Stars: Tracey Gold, Edward Furlong, Bug Hall, Ethan Phillips, Olivia Hardt, Megan Adelle | Written by Paul A. Birkett, Eric Forsberg | Directed by Griff Furst

Arachnoquake-Blu

I love cheesy Syfy channel TV movies – mainly because unlike big-budget Hollywood flicks, these movies know exactly what they are and their limitations and have fun with it! This time round it’s the story of an earthquake in the Deep South that, besides making a mess of the roads, unleashes a swarm of albino spiders of all shapes and sizes who, as they do in these types of movies, converge on New Orleans to reek havoc on the locals.

I will say one thing for Arachnoquake, it has one hell of a pedigree. Written by Paul A. Birkett and Eric Forsberg, who penned Altitude and Mega Piranha respectively and directed by Griff Furst, who cut his teeth working for The Asylum and also helmed Swamp Shark and Lake Placid 3. What Arachnoquake sadly doesn’t have is decent special effects – even for a super low-budget Syfy monster movie of the week. Instead we’re “treated” to fire-breathing, web-spitting, water-walking, pink spiders – that’s how we know they’re albino by the way, along with the obviously stated “they have no eyes” (oh how I love characters who state the obvious) – that look like they’ve stepped out of the 1989 Commodore Amiga game It Came From the Desert. That’s not to say there isn’t some cheesy charm to the bad SFX… especially when the filmmakers crack out the giant mother spider who spins a web between to of the cities skyscrapers.

There’s something I’ll never get over as I get older and that’s seeing former child stars playing parents – as is the case here in with T2‘s Edward Furlong and Growing Pains‘ Tracey Gold, who play the parents of one the spiders first victims. Arachnoquake also features another child star, Bug Hall, from Little Rascals, as the constantly drunk, constantly partying tour guide who makes good and saves his tour party, his family and the whole of New Orleans from being turned into one giant spiders nest.

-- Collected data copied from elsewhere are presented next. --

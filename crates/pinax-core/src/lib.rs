//! # Pinax Core
//!
//! Struct metadata, tag parsing and value conversion for the pinax binding
//! library.
//!
//! This crate holds everything the binder needs to know about a destination
//! type before it looks at any input:
//!
//! | Item | Role |
//! |------|------|
//! | [`FieldType`], [`TypeShape`] | Classification of declared field types |
//! | [`Bindable`], [`StructSchema`] | The declared fields of a destination struct |
//! | [`StructTag`], [`parse_struct`] | Go-style struct-tag parsing |
//! | [`TypeRegistry`], [`StructInfo`] | Per (type, namespace) metadata cache |
//! | [`convert_value`] | The string-to-value conversion engine |
//! | [`BindConfig`], [`BindSettings`] | Limits, modes, converters and hooks |
//! | [`Error`], [`BindError`] | The error taxonomy |
//!
//! Most users derive [`Bindable`] with `#[derive(Bind)]` from the `pinax`
//! crate and never touch these types directly.
//!
//! ## Example
//!
//! ```rust
//! use pinax_core::{BindConfig, FieldType, convert_value};
//! use std::time::Duration;
//!
//! let config = BindConfig::default();
//! let value = convert_value("1m30s", &Duration::shape(), &config).unwrap();
//! assert_eq!(*value.downcast::<Duration>().unwrap(), Duration::from_secs(90));
//! ```

#![doc(html_root_url = "https://docs.rs/pinax-core/0.1.0")]
#![warn(missing_docs)]
#![forbid(unsafe_code)]

mod config;
mod convert;
mod error;
mod file;
mod hooks;
mod metadata;
mod net;
mod registry;
mod schema;
mod shape;
mod tag;

pub use config::{
    BindConfig, BindConfigBuilder, BindSettings, Converter, ErrorMode, SettingsError, SliceMode,
    UnknownFieldPolicy, DEFAULT_MAX_DEPTH, DEFAULT_MAX_MAP_SIZE, DEFAULT_MAX_SLICE_LEN,
};
pub use convert::{convert_into, convert_value, parse_bool, parse_datetime, parse_duration, ConvertError};
pub use error::{
    BindError, BindErrorKind, Error, LimitError, LimitKind, MultiError, Result, UnknownFieldError,
};
pub use file::UploadedFile;
pub use hooks::{validate_with, BindHooks, BindStats, FieldEvent, FnValidator, Validator};
pub use metadata::{FieldKind, FieldMetadata, StructInfo};
pub use net::{IpNetwork, IpNetworkError};
pub use registry::TypeRegistry;
pub use schema::{Bindable, FieldAccessor, FieldDecl, SchemaBuilder, StructSchema};
pub use shape::{
    BoxError, BoxedValue, FieldType, KnownType, LeafRepr, LeafShape, ListShape, MapShape,
    NestedShape, OptionalShape, Primitive, ShapeKind, TextUnmarshal, TypeShape,
};
pub use tag::{is_body_namespace, parse_struct, StructTag, BODY_NAMESPACES};
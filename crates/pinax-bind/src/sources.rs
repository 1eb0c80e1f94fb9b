//! Multi-source binding.
//!
//! [`Sources`] applies an ordered list of sources to one destination. Each
//! key/value source binds the fields tagged with its namespace; a body source
//! decodes the whole struct. Sources are applied in the order they were
//! added, so a later source overwrites fields an earlier one set.

use std::fmt;
use std::io::Read;

use pinax_core::{
    Bindable, BindConfig, BindStats, Error, ErrorMode, MultiError, Result, TypeRegistry,
};
use serde::de::DeserializeOwned;
use tracing::debug;

use crate::binder::bind_fields;
use crate::codec::{decode_body, decode_json_reader, BodyFormat};
use crate::field::BindRun;
use crate::getter::ValueGetter;

type Step<'a, T> =
    Box<dyn FnOnce(&mut T, &BindConfig, &TypeRegistry, &mut BindStats) -> Result<()> + 'a>;

/// An ordered set of sources for one bind call.
///
/// ```rust
/// use pinax_bind::{Sources, ValueMap};
/// use pinax_core::{BindConfig, Bindable, FieldType, SchemaBuilder, StructSchema, TypeShape};
///
/// #[derive(Default)]
/// struct Lookup {
///     id: u64,
///     verbose: bool,
/// }
///
/// impl FieldType for Lookup {
///     fn shape() -> TypeShape {
///         TypeShape::nested::<Self>()
///     }
/// }
///
/// impl Bindable for Lookup {
///     fn schema() -> StructSchema {
///         SchemaBuilder::<Self>::new()
///             .field("id", r#"path:"id""#, |l| &mut l.id)
///             .field("verbose", r#"query:"verbose""#, |l| &mut l.verbose)
///             .build()
///     }
/// }
///
/// let path = ValueMap::from_pairs([("id", "42")]);
/// let query = ValueMap::from_pairs([("verbose", "yes")]);
/// let config = BindConfig::default();
///
/// let mut lookup = Lookup::default();
/// Sources::new(&config)
///     .values(&path, "path")
///     .values(&query, "query")
///     .bind(&mut lookup)
///     .unwrap();
/// assert_eq!((lookup.id, lookup.verbose), (42, true));
/// ```
pub struct Sources<'a, T> {
    config: &'a BindConfig,
    registry: &'a TypeRegistry,
    steps: Vec<(&'a str, Step<'a, T>)>,
}

impl<'a, T: Bindable> Sources<'a, T> {
    /// Starts an empty source list.
    #[must_use]
    pub fn new(config: &'a BindConfig) -> Self {
        Self {
            config,
            registry: TypeRegistry::global(),
            steps: Vec::new(),
        }
    }

    /// Uses `registry` instead of the process-wide one.
    #[must_use]
    pub fn registry(mut self, registry: &'a TypeRegistry) -> Self {
        self.registry = registry;
        self
    }

    /// Adds a key/value source for the fields tagged with `namespace`.
    ///
    /// The source is skipped when `T` declares no field for the namespace.
    #[must_use]
    pub fn values(mut self, getter: &'a dyn ValueGetter, namespace: &'a str) -> Self {
        let step: Step<'a, T> = Box::new(move |dest, config, registry, stats| {
            if !namespace.is_empty() && registry.struct_info::<T>(namespace).is_empty() {
                debug!(
                    namespace,
                    type_name = std::any::type_name::<T>(),
                    "destination declares no fields for source, skipping"
                );
                return Ok(());
            }
            bind_fields(registry, dest, getter, namespace, config, stats)
        });
        self.steps.push((namespace, step));
        self
    }

    /// Number of sources added so far.
    #[must_use]
    pub fn len(&self) -> usize {
        self.steps.len()
    }

    /// Returns true if no source was added.
    #[must_use]
    pub fn is_empty(&self) -> bool {
        self.steps.is_empty()
    }

    /// Applies every source in order, then runs the validator once.
    ///
    /// In collect-all mode errors from all sources are returned together in
    /// one [`Error::Multi`]; structural errors still stop immediately. The
    /// completion hook fires once with the counters of every source.
    ///
    /// # Errors
    ///
    /// The first error in fail-fast mode, the aggregate in collect-all mode,
    /// or the validator's verdict.
    pub fn bind(self, dest: &mut T) -> Result<()> {
        let mut run = BindRun::new(self.config);
        let collect = self.config.settings().error_mode == ErrorMode::CollectAll;
        let mut errors = MultiError::new();
        for (label, step) in self.steps {
            match step(dest, self.config, self.registry, &mut run.stats) {
                Ok(()) => {}
                Err(err @ Error::Structural { .. }) => return Err(err),
                Err(err) if collect => {
                    debug!(source = label, error = %err, "source failed, continuing");
                    errors.push(err);
                }
                Err(err) => return Err(err),
            }
        }
        if let Some(err) = errors.into_error() {
            return Err(err);
        }
        run.validate(dest)
    }
}

impl<'a, T: Bindable + DeserializeOwned> Sources<'a, T> {
    /// Adds a body source, which replaces everything bound before it.
    #[must_use]
    pub fn body(mut self, bytes: &'a [u8], format: BodyFormat) -> Self {
        let step: Step<'a, T> = Box::new(move |dest, config, registry, stats| {
            *dest = counted(stats, decode_body(bytes, format, config, registry))?;
            Ok(())
        });
        self.steps.push((format.name(), step));
        self
    }

    /// Adds a JSON body.
    #[must_use]
    pub fn json(self, bytes: &'a [u8]) -> Self {
        self.body(bytes, BodyFormat::Json)
    }

    /// Adds an XML body.
    #[must_use]
    pub fn xml(self, bytes: &'a [u8]) -> Self {
        self.body(bytes, BodyFormat::Xml)
    }

    /// Adds a YAML body.
    #[must_use]
    pub fn yaml(self, bytes: &'a [u8]) -> Self {
        self.body(bytes, BodyFormat::Yaml)
    }

    /// Adds a JSON body read from a stream.
    #[must_use]
    pub fn json_reader(mut self, reader: impl Read + 'a) -> Self {
        let step: Step<'a, T> = Box::new(move |dest, config, registry, stats| {
            *dest = counted(stats, decode_json_reader(reader, config, registry))?;
            Ok(())
        });
        self.steps.push(("json", step));
        self
    }
}

/// Body decodes are atomic, so they only add to the error count.
fn counted<T>(stats: &mut BindStats, decoded: Result<T>) -> Result<T> {
    if decoded.is_err() {
        stats.errors += 1;
    }
    decoded
}

impl<T> fmt::Debug for Sources<'_, T> {
    fn fmt(&self, f: &mut fmt::Formatter<'_>) -> fmt::Result {
        let labels: Vec<&str> = self.steps.iter().map(|(label, _)| *label).collect();
        f.debug_struct("Sources")
            .field("sources", &labels)
            .finish_non_exhaustive()
    }
}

Interestingly (well interesting if you’re a fan of these types of flicks) Arachnoquake is a lot tamer than a number of recent creature features – there’s no bimbos in bikinis, no over the top gore, in fact this is a very family-friendly flick that, if not for a gruesome dissection of one of the spiders and some grisly exploding cysts, could easily sit on Saturday afternoon TV schedule. The movie also has a real moral centre too – even one of the characters, who would typically turn villain, or at least be in it for himself, in big-budget Hollywood flicks, ends up trying to help save New Orleans from the killer arachnids!

Focusing more on frolics than fear, Arachnoquake is a fun and funny flick that will please fans of low-budget creature features.